BYD asume responsabilidad total por accidentes con ADAS

BYD acaba de dar el paso más audaz de la industria automovilística en materia de conducción autónoma. La marca china ha anunciado que asumirá responsabilidad legal completa por cualquier accidente que ocurra mientras su sistema ADAS God’s Eye esté activo, una decisión sin precedentes que revoluciona el concepto de seguridad vehicular.
Esta medida, implementada inicialmente en el mercado chino, marca un antes y un después en cómo los fabricantes abordan la responsabilidad de los sistemas de asistencia a la conducción.
God’s Eye: el sistema ADAS más avanzado de BYD
El sistema God’s Eye de BYD representa la culminación de años de desarrollo en inteligencia artificial aplicada al automóvil. Equipado con múltiples cámaras de alta resolución, sensores LiDAR y radar de última generación, este sistema ofrece capacidades de conducción semiautónoma de nivel 2+ con funciones que rozan el nivel 3.
Entre sus características más destacadas se encuentran el cambio automático de carril en autopista, frenado de emergencia predictivo y navegación autónoma en entornos urbanos complejos. La confianza de BYD en su tecnología es tal que están dispuestos a respaldarla legalmente.
Los primeros modelos equipados con God’s Eye ya circulan por las carreteras chinas, acumulando millones de kilómetros de datos reales que perfeccionan continuamente el sistema mediante aprendizaje automático.
Cobertura integral: qué incluye la responsabilidad de BYD
La cobertura anunciada por BYD es extraordinariamente amplia. Cuando el sistema God’s Eye está activo y certificado como operativo, BYD asume todos los costes derivados de accidentes, incluyendo daños materiales, gastos médicos y responsabilidad civil hacia terceros.
Esta garantía se activa automáticamente cuando los sensores del vehículo confirman que God’s Eye estaba funcionando correctamente en el momento del siniestro. El sistema registra continuamente todos los parámetros de funcionamiento, creando un registro forense que determina la responsabilidad.
La medida incluye también un servicio de atención 24/7 para gestionar incidencias y un equipo legal especializado que se hace cargo de todos los trámites administrativos y judiciales derivados del accidente.
Impacto en el mercado europeo y español
Aunque esta medida se ha implementado inicialmente en China, fuentes cercanas a BYD Europa confirman que la compañía estudia extender esta cobertura a los mercados occidentales. Sin embargo, las diferencias en marcos legales europeos complican la implementación directa del sistema.
En España, donde BYD ya comercializa varios modelos eléctricos, la llegada de God’s Eye está prevista para 2027 con los primeros vehículos de gama alta. La marca trabaja con aseguradoras españolas para adaptar el modelo de cobertura a la legislación nacional.

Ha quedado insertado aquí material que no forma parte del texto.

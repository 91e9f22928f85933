//! Resources shared by the unit tests of this crate.

use std::io;
use std::time::Duration;

use bytes::Bytes;
use chrono::{DateTime, TimeZone, Utc};
use futures::StreamExt;
use rested_core::{
    ContentRange, Fault, Range, RangeError, Ranger, RawBody, RawHandler, Resource,
};
use serde::Serialize;

pub(crate) fn modified() -> DateTime<Utc> {
    Utc.with_ymd_and_hms(2014, 4, 14, 10, 0, 0)
        .single()
        .expect("valid date")
}

#[derive(Debug, Clone, Serialize)]
pub(crate) struct Person {
    pub id: u32,
    pub name: String,
}

impl Person {
    pub(crate) fn new(id: u32, name: &str) -> Self {
        Self {
            id,
            name: name.to_owned(),
        }
    }
}

impl Resource for Person {
    fn etag(&self) -> String {
        format!("p{}-123", self.id)
    }

    fn last_modified(&self) -> DateTime<Utc> {
        modified()
    }

    fn ttl(&self) -> Duration {
        Duration::from_secs(30)
    }

    fn text(&self) -> Option<String> {
        Some(self.name.clone())
    }
}

/// A collection served in `resources` ranges.
#[derive(Debug, Clone, Serialize)]
#[serde(transparent)]
pub(crate) struct People(pub Vec<Person>);

impl People {
    pub(crate) fn generate(count: u32) -> Self {
        Self((0..count).map(|i| Person::new(i, &format!("person {i}"))).collect())
    }
}

impl Resource for People {
    fn etag(&self) -> String {
        format!("people-{}", self.0.len())
    }

    fn last_modified(&self) -> DateTime<Utc> {
        modified()
    }

    fn ttl(&self) -> Duration {
        Duration::from_secs(30)
    }

    fn as_ranger(&self) -> Option<&dyn Ranger> {
        Some(self)
    }
}

impl Ranger for People {
    fn units(&self) -> &[&str] {
        &["resources"]
    }

    fn count(&self) -> u64 {
        self.0.len() as u64
    }

    fn range(&self, range: &Range) -> Result<(ContentRange, Box<dyn Resource>), RangeError> {
        let from = usize::try_from(range.from).unwrap_or(usize::MAX);
        let to = usize::try_from(range.to).unwrap_or(usize::MAX);
        let slice = self.0.get(from..=to).unwrap_or_default().to_vec();
        Ok((
            ContentRange::new(range.clone(), self.count()),
            Box::new(People(slice)),
        ))
    }
}

/// A resource that writes its own streamed body.
#[derive(Debug, Serialize)]
pub(crate) struct Ticker;

impl Resource for Ticker {
    fn etag(&self) -> String {
        "ticker".to_owned()
    }

    fn last_modified(&self) -> DateTime<Utc> {
        modified()
    }

    fn ttl(&self) -> Duration {
        Duration::ZERO
    }

    fn as_raw_handler(&self) -> Option<&dyn RawHandler> {
        Some(self)
    }
}

impl RawHandler for Ticker {
    fn serve_raw(
        &self,
        _request: &http::request::Parts,
        response: &mut http::response::Parts,
    ) -> Result<RawBody, Fault> {
        response.headers.insert(
            http::header::CONTENT_TYPE,
            http::HeaderValue::from_static("text/plain"),
        );
        let chunks: Vec<Result<Bytes, io::Error>> =
            (1..=3).map(|i| Ok(Bytes::from(format!("tick {i}\n")))).collect();
        Ok(RawBody::Stream(futures::stream::iter(chunks).boxed()))
    }
}
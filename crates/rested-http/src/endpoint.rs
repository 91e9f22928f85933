//! Endpoints: the per-route record of verb operations.
//!
//! Each HTTP verb maps to one capability trait. An [`Endpoint`] holds an
//! optional implementation of each; which verbs a route supports is known at
//! registration time, not discovered per request.
//!
//! ```
//! use rested_http::endpoint::Endpoint;
//!
//! let endpoint = Endpoint::new()
//!     .get_fn(|_ctx| Ok(None))
//!     .delete_fn(|_ctx| Ok(()));
//! assert_eq!(endpoint.allowed_methods(), vec!["HEAD", "GET", "DELETE"]);
//! ```

use std::fmt;
use std::sync::Arc;

use rested_core::{AccessControlRequest, AccessControlResponse, Fault, Resource};

use crate::context::RequestContext;

/// Result of operations that may produce a resource.
pub type ResourceResult = Result<Option<Box<dyn Resource>>, Fault>;

/// Outcome of a successful POST.
#[derive(Default)]
pub struct Created {
    /// The created resource, encoded into the response when present.
    pub resource: Option<Box<dyn Resource>>,
    /// URI of the created resource, written to `Location`.
    pub location: Option<String>,
}

impl fmt::Debug for Created {
    fn fmt(&self, f: &mut fmt::Formatter<'_>) -> fmt::Result {
        f.debug_struct("Created")
            .field("resource", &self.resource.as_ref().map(|r| r.etag()))
            .field("location", &self.location)
            .finish()
    }
}

impl Created {
    /// A created resource without a location.
    #[must_use]
    pub fn new(resource: impl Resource + 'static) -> Self {
        Self {
            resource: Some(Box::new(resource)),
            location: None,
        }
    }

    /// Set the `Location` of the created resource.
    #[must_use]
    pub fn with_location(mut self, location: impl Into<String>) -> Self {
        self.location = Some(location.into());
        self
    }
}

/// Serves GET and HEAD.
pub trait Getter: Send + Sync {
    /// Load the resource; `Ok(None)` answers 204.
    fn get(&self, ctx: &RequestContext) -> ResourceResult;
}

/// Serves POST.
pub trait Poster: Send + Sync {
    /// Create a resource.
    fn post(&self, ctx: &RequestContext) -> Result<Created, Fault>;
}

/// Serves PUT.
pub trait Putter: Send + Sync {
    /// Replace the resource.
    fn put(&self, ctx: &RequestContext) -> ResourceResult;
}

/// Serves PATCH.
pub trait Patcher: Send + Sync {
    /// Partially update the resource.
    fn patch(&self, ctx: &RequestContext) -> ResourceResult;
}

/// Serves DELETE.
pub trait Deleter: Send + Sync {
    /// Remove the resource; success answers 204.
    fn delete(&self, ctx: &RequestContext) -> Result<(), Fault>;
}

/// Computes a per-request CORS policy for preflight requests.
pub trait Preflighter: Send + Sync {
    /// Return the policy answering `request`.
    fn preflight(&self, request: &AccessControlRequest, ctx: &RequestContext)
    -> AccessControlResponse;
}

macro_rules! fn_adapter {
    ($adapter:ident, $trait:ident, $method:ident, $output:ty) => {
        #[doc = concat!("Adapts a closure to [`", stringify!($trait), "`].")]
        pub struct $adapter<F>(pub F);

        impl<F> fmt::Debug for $adapter<F> {
            fn fmt(&self, f: &mut fmt::Formatter<'_>) -> fmt::Result {
                f.write_str(stringify!($adapter))
            }
        }

        impl<F> $trait for $adapter<F>
        where
            F: Fn(&RequestContext) -> $output + Send + Sync,
        {
            fn $method(&self, ctx: &RequestContext) -> $output {
                (self.0)(ctx)
            }
        }
    };
}

fn_adapter!(GetFn, Getter, get, ResourceResult);
fn_adapter!(PostFn, Poster, post, Result<Created, Fault>);
fn_adapter!(PutFn, Putter, put, ResourceResult);
fn_adapter!(PatchFn, Patcher, patch, ResourceResult);
fn_adapter!(DeleteFn, Deleter, delete, Result<(), Fault>);

/// The operations registered for one route.
#[derive(Default, Clone)]
pub struct Endpoint {
    getter: Option<Arc<dyn Getter>>,
    poster: Option<Arc<dyn Poster>>,
    putter: Option<Arc<dyn Putter>>,
    patcher: Option<Arc<dyn Patcher>>,
    deleter: Option<Arc<dyn Deleter>>,
    preflighter: Option<Arc<dyn Preflighter>>,
    allowed: Option<Vec<String>>,
}

impl fmt::Debug for Endpoint {
    fn fmt(&self, f: &mut fmt::Formatter<'_>) -> fmt::Result {
        f.debug_struct("Endpoint")
            .field("methods", &self.allowed_methods())
            .field("preflight", &self.preflighter.is_some())
            .finish()
    }
}

impl Endpoint {
    /// An endpoint without operations.
    #[must_use]
    pub fn new() -> Self {
        Self::default()
    }

    /// Register the GET/HEAD operation.
    #[must_use]
    pub fn get(mut self, getter: impl Getter + 'static) -> Self {
        self.getter = Some(Arc::new(getter));
        self
    }

    /// Register the POST operation.
    #[must_use]
    pub fn post(mut self, poster: impl Poster + 'static) -> Self {
        self.poster = Some(Arc::new(poster));
        self
    }

    /// Register the PUT operation.
    #[must_use]
    pub fn put(mut self, putter: impl Putter + 'static) -> Self {
        self.putter = Some(Arc::new(putter));
        self
    }

    /// Register the PATCH operation.
    #[must_use]
    pub fn patch(mut self, patcher: impl Patcher + 'static) -> Self {
        self.patcher = Some(Arc::new(patcher));
        self
    }

    /// Register the DELETE operation.
    #[must_use]
    pub fn delete(mut self, deleter: impl Deleter + 'static) -> Self {
        self.deleter = Some(Arc::new(deleter));
        self
    }

    /// Register a per-request CORS preflight policy.
    #[must_use]
    pub fn preflight(mut self, preflighter: impl Preflighter + 'static) -> Self {
        self.preflighter = Some(Arc::new(preflighter));
        self
    }

    /// Register a closure as the GET/HEAD operation.
    #[must_use]
    pub fn get_fn<F>(self, f: F) -> Self
    where
        F: Fn(&RequestContext) -> ResourceResult + Send + Sync + 'static,
    {
        self.get(GetFn(f))
    }

    /// Register a closure as the POST operation.
    #[must_use]
    pub fn post_fn<F>(self, f: F) -> Self
    where
        F: Fn(&RequestContext) -> Result<Created, Fault> + Send + Sync + 'static,
    {
        self.post(PostFn(f))
    }

    /// Register a closure as the PUT operation.
    #[must_use]
    pub fn put_fn<F>(self, f: F) -> Self
    where
        F: Fn(&RequestContext) -> ResourceResult + Send + Sync + 'static,
    {
        self.put(PutFn(f))
    }

    /// Register a closure as the PATCH operation.
    #[must_use]
    pub fn patch_fn<F>(self, f: F) -> Self
    where
        F: Fn(&RequestContext) -> ResourceResult + Send + Sync + 'static,
    {
        self.patch(PatchFn(f))
    }

    /// Register a closure as the DELETE operation.
    #[must_use]
    pub fn delete_fn<F>(self, f: F) -> Self
    where
        F: Fn(&RequestContext) -> Result<(), Fault> + Send + Sync + 'static,
    {
        self.delete(DeleteFn(f))
    }

    /// Replace the derived method list advertised in `Allow`.
    #[must_use]
    pub fn with_allowed_methods<I, S>(mut self, methods: I) -> Self
    where
        I: IntoIterator<Item = S>,
        S: Into<String>,
    {
        self.allowed = Some(methods.into_iter().map(Into::into).collect());
        self
    }

    /// Methods this endpoint answers, in the order HEAD, GET, PATCH, PUT,
    /// POST, DELETE, unless overridden with
    /// [`with_allowed_methods`](Self::with_allowed_methods).
    #[must_use]
    pub fn allowed_methods(&self) -> Vec<&str> {
        if let Some(allowed) = &self.allowed {
            return allowed.iter().map(String::as_str).collect();
        }

        let mut methods = Vec::with_capacity(6);
        if self.getter.is_some() {
            methods.extend(["HEAD", "GET"]);
        }
        if self.patcher.is_some() {
            methods.push("PATCH");
        }
        if self.putter.is_some() {
            methods.push("PUT");
        }
        if self.poster.is_some() {
            methods.push("POST");
        }
        if self.deleter.is_some() {
            methods.push("DELETE");
        }
        methods
    }

    pub(crate) fn getter(&self) -> Option<&dyn Getter> {
        self.getter.as_deref()
    }

    pub(crate) fn poster(&self) -> Option<&dyn Poster> {
        self.poster.as_deref()
    }

    pub(crate) fn putter(&self) -> Option<&dyn Putter> {
        self.putter.as_deref()
    }

    pub(crate) fn patcher(&self) -> Option<&dyn Patcher> {
        self.patcher.as_deref()
    }

    pub(crate) fn deleter(&self) -> Option<&dyn Deleter> {
        self.deleter.as_deref()
    }

    pub(crate) fn preflighter(&self) -> Option<&dyn Preflighter> {
        self.preflighter.as_deref()
    }
}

Esta estrategia podría posicionar a BYD como líder indiscutible en confianza tecnológica, especialmente frente a competidores europeos que mantienen enfoques más conservadores respecto a la responsabilidad de sus sistemas ADAS.
¿Revolución o estrategia comercial arriesgada?
La decisión de BYD genera debate entre expertos del sector. Mientras algunos la califican como una revolución necesaria que acelera la adopción de tecnologías autónomas, otros cuestionan la sostenibilidad económica a largo plazo.
Los datos preliminares de BYD muestran que God’s Eye reduce los accidentes en un 87% comparado con la conducción manual, lo que respaldaría matemáticamente la viabilidad de asumir esta responsabilidad. Sin embargo, casos edge complejos en entornos urbanos siguen siendo el talón de Aquiles de cualquier sistema ADAS.
Lo que resulta indiscutible es que BYD ha lanzado un guante que obligará a toda la industria a replantearse cómo abordan la confianza del consumidor en las tecnologías de conducción autónoma. ¿Seguirán Tesla, Mercedes o BMW este ejemplo, o mantendrán sus actuales políticas de responsabilidad limitada?